The sheer dimension of a steam cracker shows very clearly how important it is to convert the huge production plant to a low-carbon (CO2) chemical industry. Heating the cracking furnace accounts for around 90 percent of a steam cracker’s CO2 emissions. More than 300 million metric tons of CO2 emissions are generated worldwide for steam cracking. In order to achieve a reduction in these greenhouse gas emissions, research is being carried out worldwide into the technology of an electrically heated steam cracker furnace.

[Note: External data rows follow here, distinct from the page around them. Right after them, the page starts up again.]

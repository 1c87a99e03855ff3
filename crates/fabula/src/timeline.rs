//! Ordered event sequences and timeline layout.
//!
//! An [`OrderedIndex`] maintains one or more named order lists over a
//! shared universe of event identifiers, plus a position cache mapping
//! each identifier to a pixel x-coordinate. The cache is populated lazily
//! by [`OrderedIndex::layout`] and survives relayout, so an event dragged
//! to a raw pointer coordinate keeps that coordinate on every subsequent
//! layout until it is explicitly invalidated.
//!
//! Two reordering operations exist deliberately side by side:
//!
//! - [`OrderedIndex::swap_positions`] trades the cached x-coordinates of
//!   two events without touching any order list, producing a visual swap.
//! - [`OrderedIndex::reorder`] moves an element within one order list's
//!   sequence, independent of cached coordinates.
//!
//! Mutating operations on unknown identifiers are no-ops, so event
//! handlers can call them speculatively.

use indexmap::IndexMap;
use log::{debug, trace};

use fabula_core::identifier::EntityId;

use crate::config::TimelineConfig;
use crate::error::FabulaError;

/// An opaque handle naming one order list of an [`OrderedIndex`].
#[derive(Debug, Clone, Copy, PartialEq, Eq, Hash)]
pub struct ListHandle(usize);

impl ListHandle {
    /// Returns the raw handle value.
    pub fn raw(self) -> usize {
        self.0
    }
}

/// The result of one layout pass: an x-coordinate per event plus the
/// total extent.
#[derive(Debug, Clone, PartialEq)]
pub struct TimelineLayout {
    positions: IndexMap<EntityId, f64>,
    extent: f64,
}

impl TimelineLayout {
    /// Returns the laid-out x-coordinate of an event, if it was part of
    /// the layout.
    pub fn position(&self, id: EntityId) -> Option<f64> {
        self.positions.get(&id).copied()
    }

    /// Returns an iterator over `(identifier, x)` pairs in display order.
    pub fn positions(&self) -> impl Iterator<Item = (EntityId, f64)> + '_ {
        self.positions.iter().map(|(id, x)| (*id, *x))
    }

    /// Returns the total width of the layout in pixels.
    ///
    /// Includes one spacing unit of padding after the last slot, and is
    /// never smaller than the configured minimum width, even for an
    /// empty timeline.
    pub fn extent(&self) -> f64 {
        self.extent
    }
}

/// Ordered event sequences with a drag-surviving position cache.
///
/// A fresh index starts with one default order list; further lists over
/// the same identifier universe can be added with
/// [`OrderedIndex::add_order_list`]. The position cache is shared by all
/// lists, so a drag performed while one ordering is displayed carries
/// over to the others.
///
/// # Examples
///
/// ```
/// use fabula::config::TimelineConfig;
/// use fabula::timeline::OrderedIndex;
/// use fabula_core::identifier::IdAllocator;
///
/// let mut alloc = IdAllocator::new();
/// let mut index = OrderedIndex::new(TimelineConfig::default());
/// let handle = index.default_list();
///
/// let first = alloc.allocate();
/// let second = alloc.allocate();
/// index.insert(first);
/// index.insert(second);
///
/// let layout = index.layout(handle, |_| 80.0).unwrap();
/// assert_eq!(layout.position(first), Some(20.0));
/// assert_eq!(layout.position(second), Some(120.0));
/// ```
#[derive(Debug)]
pub struct OrderedIndex {
    config: TimelineConfig,
    lists: Vec<Vec<EntityId>>,
    cache: IndexMap<EntityId, f64>,
}

impl OrderedIndex {
    /// Creates an index with an empty default order list.
    pub fn new(config: TimelineConfig) -> Self {
        Self {
            config,
            lists: vec![Vec::new()],
            cache: IndexMap::new(),
        }
    }

    /// Returns the timeline configuration.
    pub fn config(&self) -> &TimelineConfig {
        &self.config
    }

    /// Returns the handle of the default order list.
    pub fn default_list(&self) -> ListHandle {
        ListHandle(0)
    }

    /// Creates a new empty order list and returns its handle.
    pub fn add_order_list(&mut self) -> ListHandle {
        self.lists.push(Vec::new());
        let handle = ListHandle(self.lists.len() - 1);
        debug!(handle:? = handle; "Added order list");
        handle
    }

    /// Appends an event to every order list that does not already
    /// contain it.
    pub fn insert(&mut self, id: EntityId) {
        for list in &mut self.lists {
            if !list.contains(&id) {
                list.push(id);
            }
        }
        debug!(event:% = id; "Inserted event into order lists");
    }

    /// Removes an event from every order list and from the position
    /// cache. Unknown identifiers are ignored.
    pub fn remove(&mut self, id: EntityId) {
        for list in &mut self.lists {
            list.retain(|entry| *entry != id);
        }
        self.cache.shift_remove(&id);
        debug!(event:% = id; "Removed event from order lists");
    }

    /// Returns `true` if any order list contains the event.
    pub fn contains(&self, id: EntityId) -> bool {
        self.lists.iter().any(|list| list.contains(&id))
    }

    /// Returns an order list's current sequence.
    ///
    /// # Errors
    ///
    /// Returns [`FabulaError::InvalidHandle`] for an unknown handle.
    pub fn order(&self, handle: ListHandle) -> Result<&[EntityId], FabulaError> {
        self.lists
            .get(handle.0)
            .map(Vec::as_slice)
            .ok_or(FabulaError::InvalidHandle(handle.0))
    }

    /// Returns the position of an event within an order list, or `None`
    /// if the list does not contain it.
    ///
    /// # Errors
    ///
    /// Returns [`FabulaError::InvalidHandle`] for an unknown handle.
    pub fn index_of(
        &self,
        handle: ListHandle,
        id: EntityId,
    ) -> Result<Option<usize>, FabulaError> {
        Ok(self.order(handle)?.iter().position(|entry| *entry == id))
    }

    /// Lays out an order list left to right and returns the resulting
    /// coordinates.
    ///
    /// `slot_width` gives each event's own display width. An event with a
    /// cached x-coordinate keeps it; an uncached event is assigned the
    /// running coordinate and cached. The running coordinate starts at
    /// one spacing unit and advances by `slot_width(id) + spacing` for
    /// every event, cached or not, so freshly inserted events land after
    /// the sequence's accumulated extent.
    ///
    /// # Errors
    ///
    /// Returns [`FabulaError::InvalidHandle`] for an unknown handle.
    pub fn layout(
        &mut self,
        handle: ListHandle,
        slot_width: impl Fn(EntityId) -> f64,
    ) -> Result<TimelineLayout, FabulaError> {
        let order = self
            .lists
            .get(handle.0)
            .ok_or(FabulaError::InvalidHandle(handle.0))?
            .clone();

        let spacing = self.config.spacing();
        let mut running_x = spacing;
        let mut positions = IndexMap::with_capacity(order.len());

        for id in order {
            let x = match self.cache.get(&id) {
                Some(cached) => *cached,
                None => {
                    self.cache.insert(id, running_x);
                    running_x
                }
            };
            positions.insert(id, x);
            running_x += slot_width(id) + spacing;
        }

        // The right edge gets a full spacing unit beyond the last slot.
        let extent = (running_x + spacing).max(self.config.min_width());
        trace!(events = positions.len(), extent = extent; "Laid out timeline");
        Ok(TimelineLayout { positions, extent })
    }

    /// Overwrites an event's cached x-coordinate with a raw pointer
    /// coordinate.
    ///
    /// Used when an event is dropped at an arbitrary position rather
    /// than swapped with a neighbor. Unknown identifiers are ignored.
    pub fn move_to_absolute_x(&mut self, id: EntityId, target_x: f64) {
        if !self.contains(id) {
            return;
        }
        self.cache.insert(id, target_x);
        trace!(event:% = id, x = target_x; "Moved event to absolute position");
    }

    /// Exchanges the cached x-coordinates of two events, leaving every
    /// order list's sequence unchanged.
    ///
    /// A no-op unless both events have cached coordinates.
    pub fn swap_positions(&mut self, a: EntityId, b: EntityId) {
        let (Some(x_a), Some(x_b)) = (self.cache.get(&a).copied(), self.cache.get(&b).copied())
        else {
            return;
        };
        self.cache.insert(a, x_b);
        self.cache.insert(b, x_a);
        trace!(first:% = a, second:% = b; "Swapped event positions");
    }

    /// Moves the element at `from` to position `to` within one order
    /// list's sequence.
    ///
    /// A true order change, independent of cached coordinates.
    ///
    /// # Errors
    ///
    /// Returns [`FabulaError::InvalidHandle`] for an unknown handle, or
    /// [`FabulaError::IndexOutOfRange`] if either index falls outside the
    /// list.
    pub fn reorder(
        &mut self,
        handle: ListHandle,
        from: usize,
        to: usize,
    ) -> Result<(), FabulaError> {
        let list = self
            .lists
            .get_mut(handle.0)
            .ok_or(FabulaError::InvalidHandle(handle.0))?;

        let len = list.len();
        for index in [from, to] {
            if index >= len {
                return Err(FabulaError::IndexOutOfRange { index, len });
            }
        }

        let id = list.remove(from);
        list.insert(to, id);
        debug!(event:% = id, from = from, to = to; "Reordered event");
        Ok(())
    }

    /// Forgets an event's cached x-coordinate so the next layout assigns
    /// it a fresh one. Unknown identifiers are ignored.
    pub fn invalidate(&mut self, id: EntityId) {
        self.cache.shift_remove(&id);
    }

    /// Removes all events and cached positions, keeping the default
    /// order list (empty) and dropping any additional lists.
    pub fn clear(&mut self) {
        self.lists.clear();
        self.lists.push(Vec::new());
        self.cache.clear();
        debug!("Cleared ordered index");
    }
}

Currently, this technology is not yet in use, but a consortium consisting of BASF, Sabic and Linde is planning to develop and build a pilot plant with an electrically heated steam cracker furnace. This would be the world’s first electrically heated steam cracker. Instead of fossil fuels, sustainably generated electricity would then be used to heat the cracking furnaces. The conversion would cut CO2 emissions by around 90 percent.

BASF now plans to build a multi-megawatt pilot plant with electric heating at its Ludwigshafen site by 2023. Applications for funding have been submitted to the EU and the German Environment Ministry. A little further along in applying for funding is a consortium of DOW, Shell and Dutch institutes, which plans to build a pilot plant by 2025 with the help of the Dutch government. The U.S. chemical company operates three steam crackers at its Terneuzen site in the Netherlands.

The electricity for BASF’s future heated steam crackers could then come from offshore wind farms in the North Sea. For the Ludwigshafen site, BASF is cooperating with the German energy company RWE on an offshore wind farm in the German North Sea; for the Antwerp site, where a BASF steam cracker also operates, BASF is cooperating with Vattenfall on an offshore wind farm off the Dutch North Sea coast. The conversion of the steam crackers to an electrically heated version must go hand in hand with the massive expansion of renewable energies, such as offshore wind farms in the North Sea. Without the provision of sufficient “green” electricity, the math of reducing CO2 emissions from steam crackers doesn’t add up.

SVP is staying tuned to this exciting race.